Kubrick’s is a body of work that takes us from the dawn of man to beyond the infinite in a single film, that treats the Manhattan nightworld, the Colorado Rockies, and the War Room with equal gravitas, and probes the ambiguities of power and human will with equal irreverence. He made the definitive haunted house movie, three of the most embittered anti-war films ever made, and what is widely reputed to be the greatest science fiction film of all time. Those films considered his best are paragons of cinema’s technical and narrative possibilities; those considered his worst are no less fascinating for their formal daring and inscrutable intentions always ripe for reevaluation and critical advocacy; and even those he never got around to making are the subject of intense speculation and scrutiny (and $1,000 coffee table books).
A brand unto himself, Kubrick boasts a legacy that is inextricable from the inadvertent personal mystique he built around himself as an intellectual polymath, an exacting perfectionist, and a recluse.
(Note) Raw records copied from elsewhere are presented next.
//! Agent router: owns the crew and delivers messages to it.
//!
//! Every agent gets a mailbox and a dispatch lane: a tokio task that takes
//! one message at a time off the mailbox, runs the agent's persona against
//! the model gateway, interprets the reply and executes the resulting
//! actions. Lanes of different agents run concurrently; a single agent
//! never has more than one message in flight.
//!
//! Coordination between agents goes through [`MessagePoster::post`], which
//! enqueues without waiting, so an agent that delegates work never blocks
//! on the agent it delegated to.
//!
//! [`MessagePoster::post`]: crate::processor::handlers::MessagePoster::post

mod lane;

use crate::bus::{EventBus, EventFilter, Subscription};
use crate::config::CrewConfig;
use crate::error::RouterError;
use crate::persona::{PersonaStrategy, persona_for};
use crate::ports::confirmation::{AutoDeclineConfirmation, ConfirmationPort};
use crate::ports::memory::MemoryPort;
use crate::ports::model_gateway::ModelGateway;
use crate::processor::ResponseProcessor;
use crate::processor::plan_board::PlanBoard;
use crate::registry::AgentRegistry;
use crate::state_machine::StatusStateMachine;
use crew_domain::{
    Agent, AgentId, AgentMessage, AgentResponse, AgentStatus, AgentType, ConversationContext,
    DomainEvent, EventPayload,
};
use lane::{Lane, LaneState, lock};
use std::collections::{BTreeMap, HashMap};
use std::sync::{Arc, Mutex, Weak};
use tokio::sync::{mpsc, oneshot};
use tokio::task::JoinHandle;
use tokio_util::sync::CancellationToken;
use tracing::{info, warn};

struct RouterInner {
    registry: Arc<AgentRegistry>,
    state: StatusStateMachine,
    bus: EventBus,
    gateway: Arc<dyn ModelGateway>,
    memory: Option<Arc<dyn MemoryPort>>,
    processor: ResponseProcessor,
    personas: HashMap<AgentType, Arc<dyn PersonaStrategy>>,
    plans: PlanBoard,
    config: CrewConfig,
    lanes: Mutex<HashMap<AgentId, Lane>>,
    tasks: Mutex<Vec<JoinHandle<()>>>,
    shutdown: CancellationToken,
    self_ref: Weak<RouterInner>,
}

impl RouterInner {
    fn spawn_agent(
        &self,
        agent_type: AgentType,
        name: Option<String>,
    ) -> Result<AgentId, RouterError> {
        if self.shutdown.is_cancelled() {
            return Err(RouterError::LaneClosed(agent_type.default_id()));
        }

        let config = self.config.agent_config(agent_type);
        config.validate()?;

        // Held across the capacity check and the insert.
        let mut lanes = lock(&self.lanes);
        let max = self.config.max_agents;
        if self.registry.len() >= max {
            return Err(RouterError::RegistryFull { max });
        }

        let id = self.registry.next_id(agent_type);
        let name = name.unwrap_or_else(|| {
            if id == agent_type.default_id() {
                agent_type.display_name().to_string()
            } else {
                format!("{} ({id})", agent_type.display_name())
            }
        });
        let agent = Agent::new(id.clone(), agent_type, name.clone(), config);
        // `next_id` skips taken ids and the lanes lock is still held.
        let inserted = self.registry.insert(agent);
        debug_assert!(inserted, "agent id {id} already taken");

        let (tx, rx) = mpsc::unbounded_channel();
        let state = LaneState::new(ConversationContext::new(self.config.windows));
        let task = tokio::spawn(lane::run(
            self.self_ref.clone(),
            id.clone(),
            rx,
            state.clone(),
            self.shutdown.clone(),
        ));
        lanes.insert(id.clone(), Lane { tx, state });
        lock(&self.tasks).push(task);
        drop(lanes);

        info!(agent = %id, %agent_type, "Agent spawned");
        self.bus.publish(EventPayload::AgentCreated {
            agent_id: id.clone(),
            agent_type,
            name,
        });
        Ok(id)
    }
}

/// Builder for [`AgentRouter`].
pub struct AgentRouterBuilder {
    gateway: Arc<dyn ModelGateway>,
    config: CrewConfig,
    bus: Option<EventBus>,
    memory: Option<Arc<dyn MemoryPort>>,
    confirmation: Arc<dyn ConfirmationPort>,
    processor: Option<ResponseProcessor>,
    personas: HashMap<AgentType, Arc<dyn PersonaStrategy>>,
    default_team: bool,
}

impl AgentRouterBuilder {
    pub fn config(mut self, config: CrewConfig) -> Self {
        self.config = config;
        self
    }

    /// Publish on an existing bus instead of a fresh one.
    pub fn bus(mut self, bus: EventBus) -> Self {
        self.bus = Some(bus);
        self
    }

    pub fn memory(mut self, memory: Arc<dyn MemoryPort>) -> Self {
        self.memory = Some(memory);
        self
    }

    /// Gate for actions that require confirmation. Ignored when a full
    /// processor is supplied.
    pub fn confirmation(mut self, confirmation: Arc<dyn ConfirmationPort>) -> Self {
        self.confirmation = confirmation;
        self
    }

    pub fn processor(mut self, processor: ResponseProcessor) -> Self {
        self.processor = Some(processor);
        self
    }

    /// Override the persona strategy for one role.
    pub fn persona(mut self, persona: Arc<dyn PersonaStrategy>) -> Self {
        self.personas.insert(persona.agent_type(), persona);
        self
    }

    /// Start with an empty registry instead of one agent per role.
    pub fn without_default_team(mut self) -> Self {
        self.default_team = false;
        self
    }

    /// Validate the configuration, spawn the lanes and register the default
    /// team. Must be called inside a tokio runtime.
    pub fn build(self) -> Result<AgentRouter, RouterError> {
        self.config.validate()?;

        let registry = Arc::new(AgentRegistry::new());
        let bus = self.bus.unwrap_or_default();
        let processor = self
            .processor
            .unwrap_or_else(|| ResponseProcessor::new(self.confirmation));

        let inner = Arc::new_cyclic(|self_ref| RouterInner {
            state: StatusStateMachine::new(registry.clone(), bus.clone()),
            registry,
            bus,
            gateway: self.gateway,
            memory: self.memory,
            processor,
            personas: self.personas,
            plans: PlanBoard::new(),
            config: self.config,
            lanes: Mutex::new(HashMap::new()),
            tasks: Mutex::new(Vec::new()),
            shutdown: CancellationToken::new(),
            self_ref: self_ref.clone(),
        });

        if self.default_team {
            for agent_type in AgentType::ALL {
                inner.spawn_agent(agent_type, None)?;
            }
        }
        info!(agents = inner.registry.len(), "Router ready");
        Ok(AgentRouter { inner })
    }
}

/// Handle to the crew. Cheap to clone; all clones share the same agents.
#[derive(Clone)]
pub struct AgentRouter {
    inner: Arc<RouterInner>,
}

impl AgentRouter {
    pub fn builder(gateway: Arc<dyn ModelGateway>) -> AgentRouterBuilder {
        AgentRouterBuilder {
            gateway,
            config: CrewConfig::default(),
            bus: None,
            memory: None,
            confirmation: Arc::new(AutoDeclineConfirmation),
            processor: None,
            personas: AgentType::ALL
                .into_iter()
                .map(|t| (t, persona_for(t)))
                .collect(),
            default_team: true,
        }
    }

    /// Deliver `message` to `agent_id` and wait for the agent's response.
    ///
    /// Admission errors (unknown agent, agent in `Error` or `Offline`,
    /// coordination depth) return immediately without touching the mailbox.
    pub async fn send_message(
        &self,
        agent_id: &AgentId,
        message: AgentMessage,
    ) -> Result<AgentResponse, RouterError> {
        let (tx, rx) = oneshot::channel();
        self.inner.enqueue(agent_id, message, Some(tx))?;
        rx.await
            .map_err(|_| RouterError::LaneClosed(agent_id.clone()))?
    }

    /// Enqueue `message` without waiting for the response.
    pub fn post(&self, agent_id: &AgentId, message: AgentMessage) -> Result<(), RouterError> {
        self.inner.enqueue(agent_id, message, None)
    }

    pub fn get_status(&self, agent_id: &AgentId) -> Result<AgentStatus, RouterError> {
        self.inner
            .registry
            .status(agent_id)
            .ok_or_else(|| RouterError::AgentNotFound(agent_id.clone()))
    }

    pub fn get_all_statuses(&self) -> BTreeMap<AgentId, AgentStatus> {
        self.inner.registry.statuses()
    }

    /// Messages accepted but not yet answered, oldest first. The head is the
    /// one being processed, if any.
    pub fn get_message_queue(&self, agent_id: &AgentId) -> Result<Vec<AgentMessage>, RouterError> {
        if !self.inner.registry.contains(agent_id) {
            return Err(RouterError::AgentNotFound(agent_id.clone()));
        }
        let lanes = lock(&self.inner.lanes);
        Ok(lanes
            .get(agent_id)
            .map(|lane| lock(&lane.state.mailbox).iter().cloned().collect())
            .unwrap_or_default())
    }

    pub fn get_agent(&self, agent_id: &AgentId) -> Result<Agent, RouterError> {
        self.inner
            .registry
            .get(agent_id)
            .ok_or_else(|| RouterError::AgentNotFound(agent_id.clone()))
    }

    /// All agents in registration order.
    pub fn list_agents(&self) -> Vec<Agent> {
        self.inner.registry.list()
    }

    /// Resolve an agent id or role name.
    pub fn resolve(&self, target: &str) -> Option<AgentId> {
        self.inner.registry.resolve(target)
    }

    pub fn subscribe(
        &self,
        filter: impl Into<EventFilter>,
        handler: impl Fn(&DomainEvent) + Send + Sync + 'static,
    ) -> Subscription {
        self.inner.bus.subscribe(filter, handler)
    }

    pub fn bus(&self) -> &EventBus {
        &self.inner.bus
    }

    pub fn plans(&self) -> &PlanBoard {
        &self.inner.plans
    }

    pub fn config(&self) -> &CrewConfig {
        &self.inner.config
    }

    /// Move an agent to `to` through the status state machine.
    pub fn attempt_transition(
        &self,
        agent_id: &AgentId,
        to: AgentStatus,
    ) -> Result<AgentStatus, RouterError> {
        self.inner.state.attempt_transition(agent_id, to)
    }

    /// Bring an agent in `Error` or `Offline` back to `Idle`.
    pub fn recover(&self, agent_id: &AgentId) -> Result<(), RouterError> {
        let status = self.get_status(agent_id)?;
        match status {
            AgentStatus::Idle => Ok(()),
            AgentStatus::Error | AgentStatus::Offline => {
                self.inner.state.attempt_transition(agent_id, AgentStatus::Idle)?;
                info!(agent = %agent_id, from = %status, "Agent recovered");
                Ok(())
            }
            busy => Err(RouterError::InvalidTransition {
                from: busy,
                to: AgentStatus::Idle,
            }),
        }
    }

    /// Take an idle agent offline. Offline agents reject new messages.
    pub fn take_offline(&self, agent_id: &AgentId) -> Result<(), RouterError> {
        self.inner
            .state
            .attempt_transition(agent_id, AgentStatus::Offline)?;
        Ok(())
    }

    /// Register another agent of `agent_type` with its own lane.
    pub fn spawn_agent(
        &self,
        agent_type: AgentType,
        name: Option<String>,
    ) -> Result<AgentId, RouterError> {
        self.inner.spawn_agent(agent_type, name)
    }

    /// Stop every lane. Messages still queued are answered with `LaneClosed`.
    pub async fn shutdown(&self) {
        self.inner.shutdown.cancel();
        lock(&self.inner.lanes).clear();
        let tasks: Vec<_> = std::mem::take(&mut *lock(&self.inner.tasks));

        for result in futures::future::join_all(tasks).await {
            if let Err(e) = result {
                warn!(error = %e, "Lane task ended abnormally");
            }
        }
        info!("Router shut down");
    }
}

impl std::fmt::Debug for AgentRouter {
    fn fmt(&self, f: &mut std::fmt::Formatter<'_>) -> std::fmt::Result {
        f.debug_struct("AgentRouter")
            .field("registry", &self.inner.registry)
            .field("config", &self.inner.config)
            .finish()
    }
}

#[cfg(test)]
mod tests;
And it is this enduring enigma that often dwarfs the man. Kubrick permanently relocated to England in 1968, coinciding with the filming of 2001: A Space Odyssey, and while all of his films bear the indelible Kubrick trademark, there is a distinct connection between the director’s output after 2001 and an increasingly eccentric lifestyle. There are logical explanations: in a 1980 interview Kubrick succinctly summed up his move to the U.K. in terms of pragmatism, dismissing the notion of self-exile in less than three sentences:
If you’re going to make films in English, there are three places which are centers of production, Los Angeles, New York, and London, and since I spend so much time in the preparations and the cutting of a film, I have to live in one of those production centers, otherwise I’ve never be home, I’d always be away. New York is not as well equipped as London, and Hollywood is slightly better equipped, but given the choice to live between Hollywood and London, I just like London much more, it’s a more interesting city, and I like living here. 1
Yet the Kubrick myth persists, and not merely out of fan interest. Since his death a little over a decade ago, subsequent, and still-fascinating evidence of the director’s obsessiveness has been released to the public. The recent British documentary Stanley Kubrick’s Boxes discloses a mind-bending amount of printed matter – research, photographs, even fan letters – hoarded and carefully catalogued by the director on his estate.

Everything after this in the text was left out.